TASK TO CARRY OUT >> Report how many lines in the material hold the word "engine". No other content is required.
** Opening SUPPLIED ENTRIES block **
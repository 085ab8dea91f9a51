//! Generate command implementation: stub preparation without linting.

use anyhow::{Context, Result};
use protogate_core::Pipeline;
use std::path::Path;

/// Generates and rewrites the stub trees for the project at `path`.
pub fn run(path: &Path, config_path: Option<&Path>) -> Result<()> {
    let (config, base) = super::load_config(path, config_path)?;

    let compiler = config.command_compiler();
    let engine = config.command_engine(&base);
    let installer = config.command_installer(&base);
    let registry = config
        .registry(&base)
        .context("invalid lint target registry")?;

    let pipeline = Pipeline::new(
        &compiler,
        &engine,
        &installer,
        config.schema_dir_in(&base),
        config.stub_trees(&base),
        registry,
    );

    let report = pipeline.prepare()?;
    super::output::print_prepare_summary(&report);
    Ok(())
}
** Closing SUPPLIED ENTRIES block **
EXERCISE RESULT >> 2